Il nostro metodo di induzione definita senza alimentatore e xeno offre una piattaforma precisa ed economica per indurre le cellule HE in modo scalabile. La formazione fedele dell’endotelio emogenico nei protocolli convenzionali10,11,12,13,14 sono stati ostacolati dalla mancanza di un controllo preciso della densità e delle dimensioni della colonia di PSC, che influisce sull’efficienza della differenziazione diretta a morfogeni/citochine. Avevamo sperimentato l’incoerenza dell’induzione dell’endotelio emogenico in ogni lotto indipendente dai protocolli convenzionali. Il nuovo protocollo consente una stretta regolazione della densità e delle dimensioni della colonia di PSC, superando così l’incoerenza dell’induzione dell’endotelio emogenico.

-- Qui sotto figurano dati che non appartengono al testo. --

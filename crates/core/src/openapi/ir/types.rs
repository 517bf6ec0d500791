//! Rust AST IR for code generation.
//!
//! This module defines the Rust syntax subset the tool wrappers need:
//! - RsType: type expressions (`String`, `Option<String>`, `&str`)
//! - RsExpr: expressions (calls, `format!`, `match`, closures)
//! - RsStmt: statements (`let`, `if let`, comments)
//! - RsFn / RsStruct / RsImpl / RsModule: items

/// Rust type expression
#[derive(Debug, Clone, PartialEq, Eq)]
pub enum RsType {
    /// Plain path: `String`, `reqwest::RequestBuilder`
    Path(String),
    /// Generic application: `Option<String>`, `Result<Value, String>`
    Generic { name: String, args: Vec<RsType> },
    /// Shared reference: `&str`
    Ref(Box<RsType>),
}

impl RsType {
    pub fn path(name: impl Into<String>) -> Self {
        RsType::Path(name.into())
    }

    pub fn generic(name: impl Into<String>, args: Vec<RsType>) -> Self {
        RsType::Generic {
            name: name.into(),
            args,
        }
    }

    pub fn reference(inner: RsType) -> Self {
        RsType::Ref(Box::new(inner))
    }
}

/// Piece of a `format!` template
#[derive(Debug, Clone, PartialEq, Eq)]
pub enum FormatPart {
    /// Literal text, escaped on emission (braces doubled)
    Literal(String),
    /// A `{}` slot filled by the expression
    Arg(RsExpr),
}

/// Rust expression
#[derive(Debug, Clone, PartialEq, Eq)]
pub enum RsExpr {
    /// Identifier or path: `url`, `BASE_URL`, `Self::new`
    Ident(String),
    /// String literal: "GET"
    Str(String),
    /// Field access: `args.id`
    Field { base: Box<RsExpr>, name: String },
    /// Free function call: `dispatch(request)`
    Call { callee: String, args: Vec<RsExpr> },
    /// Method call: `self.client.get(&url)`
    MethodCall {
        receiver: Box<RsExpr>,
        method: String,
        args: Vec<RsExpr>,
    },
    /// `format!("...", args)`
    Format(Vec<FormatPart>),
    /// Borrow: `&url`
    Ref(Box<RsExpr>),
    /// Negation: `!value.is_empty()`
    Not(Box<RsExpr>),
    /// `.await` postfix
    Await(Box<RsExpr>),
    /// Closure: `|value| !value.is_empty()`
    Closure {
        params: Vec<String>,
        body: Box<RsExpr>,
    },
    /// Single-line conditional expression: `if c { a } else { b }`
    If {
        cond: Box<RsExpr>,
        then: Box<RsExpr>,
        otherwise: Box<RsExpr>,
    },
    /// Match expression with `pattern => expr` arms
    Match {
        scrutinee: Box<RsExpr>,
        arms: Vec<(String, RsExpr)>,
    },
}

impl RsExpr {
    pub fn ident(name: impl Into<String>) -> Self {
        RsExpr::Ident(name.into())
    }

    pub fn str(value: impl Into<String>) -> Self {
        RsExpr::Str(value.into())
    }

    pub fn field(self, name: impl Into<String>) -> Self {
        RsExpr::Field {
            base: Box::new(self),
            name: name.into(),
        }
    }

    pub fn call(callee: impl Into<String>, args: Vec<RsExpr>) -> Self {
        RsExpr::Call {
            callee: callee.into(),
            args,
        }
    }

    pub fn method(self, method: impl Into<String>, args: Vec<RsExpr>) -> Self {
        RsExpr::MethodCall {
            receiver: Box::new(self),
            method: method.into(),
            args,
        }
    }

    pub fn referenced(self) -> Self {
        RsExpr::Ref(Box::new(self))
    }

    pub fn negated(self) -> Self {
        RsExpr::Not(Box::new(self))
    }

    pub fn awaited(self) -> Self {
        RsExpr::Await(Box::new(self))
    }
}

/// Rust statement
#[derive(Debug, Clone, PartialEq, Eq)]
pub enum RsStmt {
    /// `let [mut] name[: ty] = value;`
    Let {
        name: String,
        mutable: bool,
        ty: Option<RsType>,
        value: RsExpr,
    },
    /// Expression statement: `expr;`
    Expr(RsExpr),
    /// Trailing expression without semicolon
    Tail(RsExpr),
    /// `if let pattern = value { body }`
    IfLet {
        pattern: String,
        value: RsExpr,
        body: Vec<RsStmt>,
    },
    /// Line comment
    Comment(String),
    /// Raw code, indented line by line
    Raw(String),
}

/// Struct field
#[derive(Debug, Clone, PartialEq, Eq)]
pub struct RsField {
    pub name: String,
    pub ty: RsType,
    /// Doc comment lines (an empty line emits a bare `///`)
    pub docs: Vec<String>,
    /// Attributes without `#[...]`: `serde(default)`
    pub attrs: Vec<String>,
    pub is_pub: bool,
}

/// Struct definition
#[derive(Debug, Clone, PartialEq, Eq)]
pub struct RsStruct {
    pub name: String,
    pub docs: Vec<String>,
    pub derives: Vec<String>,
    pub fields: Vec<RsField>,
    pub is_pub: bool,
}

/// Function parameter: `Parameters(args): Parameters<GetUserArgs>`
#[derive(Debug, Clone, PartialEq, Eq)]
pub struct RsParam {
    pub pattern: String,
    pub ty: RsType,
}

/// Function or method
#[derive(Debug, Clone, PartialEq, Eq)]
pub struct RsFn {
    pub name: String,
    pub docs: Vec<String>,
    pub attrs: Vec<String>,
    pub is_pub: bool,
    pub is_async: bool,
    /// `&self`, `&mut self`, or none for free functions
    pub receiver: Option<String>,
    pub params: Vec<RsParam>,
    pub ret: Option<RsType>,
    pub body: Vec<RsStmt>,
}

/// `impl [Trait for] Target { ... }`
#[derive(Debug, Clone, PartialEq, Eq)]
pub struct RsImpl {
    pub attrs: Vec<String>,
    pub trait_name: Option<String>,
    pub target: String,
    pub fns: Vec<RsFn>,
}

/// `const NAME: ty = value;`
#[derive(Debug, Clone, PartialEq, Eq)]
pub struct RsConst {
    pub name: String,
    pub ty: RsType,
    pub value: RsExpr,
}

/// `use path::item;` or `use path::{a, b};`
#[derive(Debug, Clone, PartialEq, Eq)]
pub struct RsUse {
    pub path: String,
    pub items: Vec<String>,
}

/// Module-level item
#[derive(Debug, Clone, PartialEq, Eq)]
pub enum RsItem {
    Const(RsConst),
    Struct(RsStruct),
    Impl(RsImpl),
    Fn(RsFn),
}

/// A generated `pub mod` with its file header
#[derive(Debug, Clone, PartialEq, Eq)]
pub struct RsModule {
    /// Line comments emitted above the module
    pub header: Vec<String>,
    pub name: String,
    pub uses: Vec<RsUse>,
    pub items: Vec<RsItem>,
}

Abbiamo sfruttato la formazione uniforme di sferoidi e successivamente abbiamo trasmesso una condizione definita senza alimentatore e xeno per formare HE in un totale di 4 giorni. Abbiamo confermato utilizzando tre linee cellulari indipendenti che la formazione di sferoidi assicura la formazione costante delle cellule HE. Come risultato rappresentativo, le linee cellulari 409B2 hanno prodotto 12,7%-23,6% CD34: efficienza cellulare basata su tre esperimenti indipendenti. Il fattore critico per piastrelle sferoidi PSC è LM511-E8. Non consigliamo di sostituendoquesto con altre matrici, come i prodotti Matrigel o laminin full-length nelle nostre esperienze. Abbiamo sperimentato che gli organoidi mesodermici erano facilmente staccati da Matrigel e persi durante il processo di differenziazione. E né Matrigel né laminina full-length non ancorano le cellule senza pre-rivestimento.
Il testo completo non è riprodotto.